L'orgasme féminin a-t-il une fonction reproductive ?

Quelle fonction pour l'orgasme féminin ?

D’une manière généralement admise par les chercheurs, l’orgasme masculin a une fonction clairement définie : permettre l’éjaculation. A contrario, la fonction de l’orgasme féminin reste sujette à caution car celui-ci ne semble pas contribuer à la réussite de la fécondation.

Cependant, après avoir étudié plusieurs espèces de mammifères, les chercheurs Pavlicev et Wagner ont proposé une théorie évolutionniste selon laquelle l'orgasme féminin aurait joué, il y a quelques millénaires, un rôle fondamental dans le processus de reproduction. Pour vérifier cette hypothèse, ils ont focalisé leurs recherches sur les sécrétions hormonales qui accompagnent l’orgasme des femmes. Ils ont ensuite porté leurs études sur d’autres espèces de mammifères. En dépit de la grande diversité des modes de reproduction de ces derniers, ils ont pu en identifier les caractéristiques fondamentales et la façon dont elles ont pu évoluer.

Chez certaines espèces de mammifères, l’ovulation est d’ordre réflexe.
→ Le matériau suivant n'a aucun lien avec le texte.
//! Policy source loading: on-disk files merged over in-code defaults.
//!
//! Services register default rules in code; operators override them with
//! policy files. The merge mirrors the live services: defaults first, file
//! entries winning per rule name.
use crate::errors::{PolicyError, PolicyResult};
use crate::ruleset::Ruleset;
use std::collections::BTreeMap;
use std::fs;
use std::path::PathBuf;

/// In-code policy defaults: (service, [(rule name, expression)]).
#[derive(Debug, Clone, Default)]
pub struct DefaultRegistry {
    entries: BTreeMap<String, BTreeMap<String, String>>,
}

impl DefaultRegistry {
    pub fn new() -> Self {
        Self::default()
    }

    pub fn register(
        &mut self,
        service: impl Into<String>,
        rule: impl Into<String>,
        expression: impl Into<String>,
    ) {
        self.entries
            .entry(normalize_service(&service.into()))
            .or_default()
            .insert(rule.into(), expression.into());
    }

    pub fn register_all<I, R, E>(&mut self, service: impl Into<String>, rules: I)
    where
        I: IntoIterator<Item = (R, E)>,
        R: Into<String>,
        E: Into<String>,
    {
        let service = service.into();
        for (rule, expression) in rules {
            self.register(service.clone(), rule, expression);
        }
    }

    pub fn rules_for(&self, service: &str) -> Option<&BTreeMap<String, String>> {
        self.entries.get(service)
    }
}

/// Substitute the single `%s` slot of a policy-file template.
pub fn policy_path(template: &str, service: &str) -> PathBuf {
    PathBuf::from(template.replacen("%s", service, 1))
}

fn normalize_service(service: &str) -> String {
    service.trim().to_lowercase()
}

/// Loads and merges a service's policy sources into a compiled [`Ruleset`].
#[derive(Debug, Clone, Default)]
pub struct PolicyLoader {
    templates: Vec<String>,
    defaults: DefaultRegistry,
}

impl PolicyLoader {
    pub fn new(templates: Vec<String>, defaults: DefaultRegistry) -> Self {
        Self {
            templates,
            defaults,
        }
    }

    /// Load the ruleset for `service`.
    ///
    /// Every configured template is tried; files that exist but do not parse
    /// contribute nothing and are logged. When neither the defaults registry
    /// nor any file yields a rule, the load fails with the attempted paths.
    pub fn load(&self, service: &str) -> PolicyResult<Ruleset> {
        let service = normalize_service(service);
        let mut merged = self
            .defaults
            .rules_for(&service)
            .cloned()
            .unwrap_or_default();

        let mut attempted = Vec::with_capacity(self.templates.len());
        for template in &self.templates {
            let path = policy_path(template, &service);
            attempted.push(path.clone());
            let Ok(contents) = fs::read_to_string(&path) else {
                continue;
            };
            match decode_rules(&contents) {
                Ok(rules) => {
                    tracing::debug!(service = %service, path = %path.display(), rules = rules.len(), "loaded policy file");
                    merged.extend(rules);
                }
                Err(reason) => {
                    tracing::warn!(service = %service, path = %path.display(), %reason, "unparsable policy file ignored");
                }
            }
        }

        if merged.is_empty() {
            return Err(PolicyError::EmptySources { service, attempted });
        }
        Ruleset::compile(&service, &merged)
    }
}

// Policy files are a mapping of rule name to expression string, in either
// JSON-object or YAML-mapping shape; the format is detected by trying JSON
// first (every JSON object is also valid YAML, so order matters for error
// reporting only).
fn decode_rules(contents: &str) -> Result<BTreeMap<String, String>, String> {
    if let Ok(values) = serde_json::from_str::<BTreeMap<String, serde_json::Value>>(contents) {
        return coerce(values.into_iter().map(|(k, v)| (k, json_expr(v))));
    }
    match serde_yaml::from_str::<BTreeMap<String, serde_yaml::Value>>(contents) {
        Ok(values) => coerce(values.into_iter().map(|(k, v)| (k, yaml_expr(v)))),
        Err(err) => Err(err.to_string()),
    }
}

fn coerce(
    entries: impl Iterator<Item = (String, Option<String>)>,
) -> Result<BTreeMap<String, String>, String> {
    let mut rules = BTreeMap::new();
    for (name, expression) in entries {
        let Some(expression) = expression else {
            return Err(format!("rule {name:?} has a non-string expression"));
        };
        rules.insert(name, expression);
    }
    Ok(rules)
}

fn json_expr(value: serde_json::Value) -> Option<String> {
    match value {
        serde_json::Value::String(s) => Some(s),
        serde_json::Value::Null => Some(String::new()),
        _ => None,
    }
}

fn yaml_expr(value: serde_yaml::Value) -> Option<String> {
    match value {
        serde_yaml::Value::String(s) => Some(s),
        serde_yaml::Value::Null => Some(String::new()),
        _ => None,
    }
}
//! Strongly typed identifiers for identity-service resources.
//!
//! # Purpose
//! Wraps string identifiers to reduce accidental mix-ups between role, user,
//! and project identifiers when driving the identity API.
use serde::{Deserialize, Serialize};

macro_rules! string_id {
    ($name:ident) => {
        #[derive(Debug, Clone, PartialEq, Eq, Hash, Serialize, Deserialize)]
        pub struct $name(String);

        impl $name {
            pub fn new(value: impl Into<String>) -> Self {
                Self(value.into())
            }

            pub fn as_str(&self) -> &str {
                &self.0
            }
        }

        impl std::fmt::Display for $name {
            fn fmt(&self, f: &mut std::fmt::Formatter<'_>) -> std::fmt::Result {
                f.write_str(&self.0)
            }
        }
    };
}

string_id!(RoleId);
string_id!(UserId);
string_id!(ProjectId);

/// A role as listed by the identity service.
#[derive(Debug, Clone, PartialEq, Eq, Serialize, Deserialize)]
pub struct Role {
    pub id: RoleId,
    pub name: String,
}

/// A catalog entry as listed by the identity service.
#[derive(Debug, Clone, PartialEq, Eq, Serialize, Deserialize)]
pub struct ServiceRecord {
    pub id: String,
    pub name: String,
    #[serde(rename = "type")]
    pub service_type: String,
    #[serde(default = "enabled_default")]
    pub enabled: bool,
}

fn enabled_default() -> bool {
    true
}

/// The identifiers a test subject acts under.
#[derive(Debug, Clone, PartialEq, Eq, Serialize, Deserialize)]
pub struct Credentials {
    pub user_id: UserId,
    pub project_id: ProjectId,
}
Chez le chat par exemple, les femelles produisent des ovules fertilisables seulement quand elles sont stimulées par un rapport sexuel et la forte libération d’hormones qui l'accompagne. Pour cette espèce de mammifère, l'ovulation répond à un mécanisme réflexe. En revanche, les femmes comme les femelles primates ovulent de façon spontanée sans autres prérequis d’accouplement. Partant de là, il est possible de scinder l’ensemble mammifère en deux sous-ensembles au regard du mode d’ovulation, réflexe ou spontanée et d’imaginer que certaines espèces soient passées d’un sous-ensemble à un autre, particulièrement de celui de l’ovulation réflexe à celui de l’ovulation spontanée. 
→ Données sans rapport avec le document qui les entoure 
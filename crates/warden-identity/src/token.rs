use serde::{Deserialize, Serialize};
use uuid::Uuid;

/// An opaque authentication token issued by the identity service.
///
/// The framework never inspects token contents; the only property that
/// matters is its shape. UUID-shaped tokens are stable across re-auth within
/// the same second, while opaque (Fernet-style) tokens embed a second-precise
/// timestamp.
#[derive(Debug, Clone, PartialEq, Eq, Serialize, Deserialize)]
pub struct Token(String);

impl Token {
    pub fn new(value: impl Into<String>) -> Self {
        Self(value.into())
    }

    pub fn as_str(&self) -> &str {
        &self.0
    }

    /// Whether the token parses as a UUID (hyphenated or 32-hex simple form).
    pub fn is_uuid_shaped(&self) -> bool {
        Uuid::try_parse(&self.0).is_ok()
    }
}

impl std::fmt::Display for Token {
    fn fmt(&self, f: &mut std::fmt::Formatter<'_>) -> std::fmt::Result {
        f.write_str(&self.0)
    }
}
//! Rule expression grammar: parsing into a compiled AST.
//!
//! # Purpose
//! Turns a policy rule string such as `role:admin or rule:owner` into a
//! [`RuleExpr`] tree evaluated by [`crate::Ruleset`].
//!
//! # Grammar
//! - `@` always allows; `!` always denies; the empty expression allows.
//! - `role:NAME` checks role membership.
//! - `rule:NAME` references another rule by name.
//! - `ATTR:%(TARGET_ATTR)s` compares a subject attribute against a target
//!   attribute; `is_admin` and `is_admin_project` on the left are rewritten
//!   to the corresponding subject flags.
//! - `ATTR:literal` compares a subject attribute against a constant.
//! - `and`, `or`, `not`, and parentheses; `or` binds loosest, `not` tightest.
//!   A leading `!` on an atom negates it.
use crate::errors::{PolicyError, PolicyResult};

#[derive(Debug, Clone, PartialEq, Eq)]
pub enum RuleExpr {
    True,
    False,
    Role(String),
    RuleRef(String),
    IsAdmin,
    IsAdminProject,
    AttrMatch {
        subject_attr: String,
        target_attr: String,
    },
    AttrLiteral {
        subject_attr: String,
        literal: String,
    },
    And(Box<RuleExpr>, Box<RuleExpr>),
    Or(Box<RuleExpr>, Box<RuleExpr>),
    Not(Box<RuleExpr>),
}

#[derive(Debug, Clone, PartialEq, Eq)]
enum Token<'a> {
    Open,
    Close,
    And,
    Or,
    Not,
    Atom(&'a str),
}

fn tokenize(input: &str) -> Vec<Token<'_>> {
    let mut tokens = Vec::new();
    let mut start = None;
    for (idx, ch) in input.char_indices() {
        if ch == '(' || ch == ')' || ch.is_whitespace() {
            if let Some(s) = start.take() {
                tokens.push(word_token(&input[s..idx]));
            }
            if ch == '(' {
                tokens.push(Token::Open);
            } else if ch == ')' {
                tokens.push(Token::Close);
            }
        } else if start.is_none() {
            start = Some(idx);
        }
    }
    if let Some(s) = start {
        tokens.push(word_token(&input[s..]));
    }
    tokens
}

fn word_token(word: &str) -> Token<'_> {
    match word {
        "and" => Token::And,
        "or" => Token::Or,
        "not" => Token::Not,
        _ => Token::Atom(word),
    }
}

struct Parser<'a> {
    source: &'a str,
    tokens: Vec<Token<'a>>,
    pos: usize,
}

impl<'a> Parser<'a> {
    fn peek(&self) -> Option<&Token<'a>> {
        self.tokens.get(self.pos)
    }

    fn next(&mut self) -> Option<Token<'a>> {
        let token = self.tokens.get(self.pos).cloned();
        if token.is_some() {
            self.pos += 1;
        }
        token
    }

    fn error(&self, reason: impl Into<String>) -> PolicyError {
        PolicyError::InvalidExpression {
            expression: self.source.to_string(),
            reason: reason.into(),
        }
    }

    fn parse_or(&mut self) -> PolicyResult<RuleExpr> {
        let mut left = self.parse_and()?;
        while matches!(self.peek(), Some(Token::Or)) {
            self.next();
            let right = self.parse_and()?;
            left = RuleExpr::Or(Box::new(left), Box::new(right));
        }
        Ok(left)
    }

    fn parse_and(&mut self) -> PolicyResult<RuleExpr> {
        let mut left = self.parse_unary()?;
        while matches!(self.peek(), Some(Token::And)) {
            self.next();
            let right = self.parse_unary()?;
            left = RuleExpr::And(Box::new(left), Box::new(right));
        }
        Ok(left)
    }

    fn parse_unary(&mut self) -> PolicyResult<RuleExpr> {
        match self.next() {
            Some(Token::Not) => Ok(RuleExpr::Not(Box::new(self.parse_unary()?))),
            Some(Token::Open) => {
                let inner = self.parse_or()?;
                match self.next() {
                    Some(Token::Close) => Ok(inner),
                    _ => Err(self.error("unbalanced parenthesis")),
                }
            }
            Some(Token::Atom(word)) => self.parse_atom(word),
            Some(other) => Err(self.error(format!("unexpected token {other:?}"))),
            None => Err(self.error("unexpected end of expression")),
        }
    }

    fn parse_atom(&mut self, word: &str) -> PolicyResult<RuleExpr> {
        match word {
            "@" => return Ok(RuleExpr::True),
            "!" => return Ok(RuleExpr::False),
            _ => {}
        }
        // A leading bang negates the atom: `!role:admin`.
        if let Some(rest) = word.strip_prefix('!') {
            return Ok(RuleExpr::Not(Box::new(self.parse_atom(rest)?)));
        }
        let Some((left, right)) = word.split_once(':') else {
            return Err(self.error(format!("atom {word:?} is missing a ':' separator")));
        };
        if left.is_empty() {
            return Err(self.error(format!("atom {word:?} has an empty attribute name")));
        }
        match left {
            "role" => {
                if right.is_empty() {
                    return Err(self.error("empty role name"));
                }
                Ok(RuleExpr::Role(right.to_string()))
            }
            "rule" => {
                if right.is_empty() {
                    return Err(self.error("empty rule reference"));
                }
                Ok(RuleExpr::RuleRef(right.to_string()))
            }
            "is_admin" => Ok(RuleExpr::IsAdmin),
            "is_admin_project" => Ok(RuleExpr::IsAdminProject),
            _ => {
                if let Some(target_attr) = interpolation_target(right) {
                    Ok(RuleExpr::AttrMatch {
                        subject_attr: left.to_string(),
                        target_attr: target_attr.to_string(),
                    })
                } else {
                    Ok(RuleExpr::AttrLiteral {
                        subject_attr: left.to_string(),
                        literal: right.to_string(),
                    })
                }
            }
        }
    }
}

// A right-hand side of the shape %(name)s names a target attribute.
fn interpolation_target(value: &str) -> Option<&str> {
    value.strip_prefix("%(")?.strip_suffix(")s")
}

/// Parse one rule expression string into its AST.
pub fn parse(expression: &str) -> PolicyResult<RuleExpr> {
    let trimmed = expression.trim();
    if trimmed.is_empty() {
        return Ok(RuleExpr::True);
    }
    let mut parser = Parser {
        source: trimmed,
        tokens: tokenize(trimmed),
        pos: 0,
    };
    let expr = parser.parse_or()?;
    if parser.peek().is_some() {
        return Err(parser.error("trailing tokens after expression"));
    }
    Ok(expr)
}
Pour ces espèces, dont l’homme ferait partie, les chercheurs croient que la disparition de la fonction ovulatoire du coït a précédé la mutation de l’ovulation. Si la libération d’hormones est susceptible de provoquer l’ovulation et que par ailleurs, on observe un tel phénomène chez les femmes au moment de l’orgasme, on peut poser l’hypothèse qu’à un moment de son histoire, ce dernier a eu un rôle à jouer dans la reproduction de l’espèce humaine. Toutefois, en passant du mode réflexe au mode spontané, l’ovulation aurait fait perdre à l’orgasme féminin toute utilité.

D’autres éléments sont en mesure de concourir à l’édification de l’hypothèse d’une fonction révolue de l’orgasme féminin.

En observant l’appareil génital de certaines espèces de mammifères comme le chat, le lapin ou le chameau, on s’aperçoit que le gland du clitoris, le capteur sensitif le plus efficace pour déclencher les réactions orgasmiques, est placé à l’intérieur du vagin. On peut supposer qu’en des temps reculés, l’appareil génital de nos lointaines aïeules ait été structuré ainsi et que toute copulation était assortie d'un orgasme. Mais la mutation du mode ovulatoire réflexe aurait, selon les scientifiques, entraîné une migration du gland clitoridien de l'intérieur du vagin vers la face externe de la vulve. De fait, l'orgasme aurait perdu sa qualité d'invariant chez les femelles soumises au processus d'ovulation spontanée. Il serait alors logique que peu de femmes puissent de nos jours atteindre l’orgasme par simple pénétration. Mais cette hypothèse, on s’en doute, ne fait pas l’unanimité parmi les scientifiques.

Elisabeth Lloyd, chercheuse près l’Université de Kinsey, a recensé les différentes théories ayant trait à la fonction de l'orgasme féminin.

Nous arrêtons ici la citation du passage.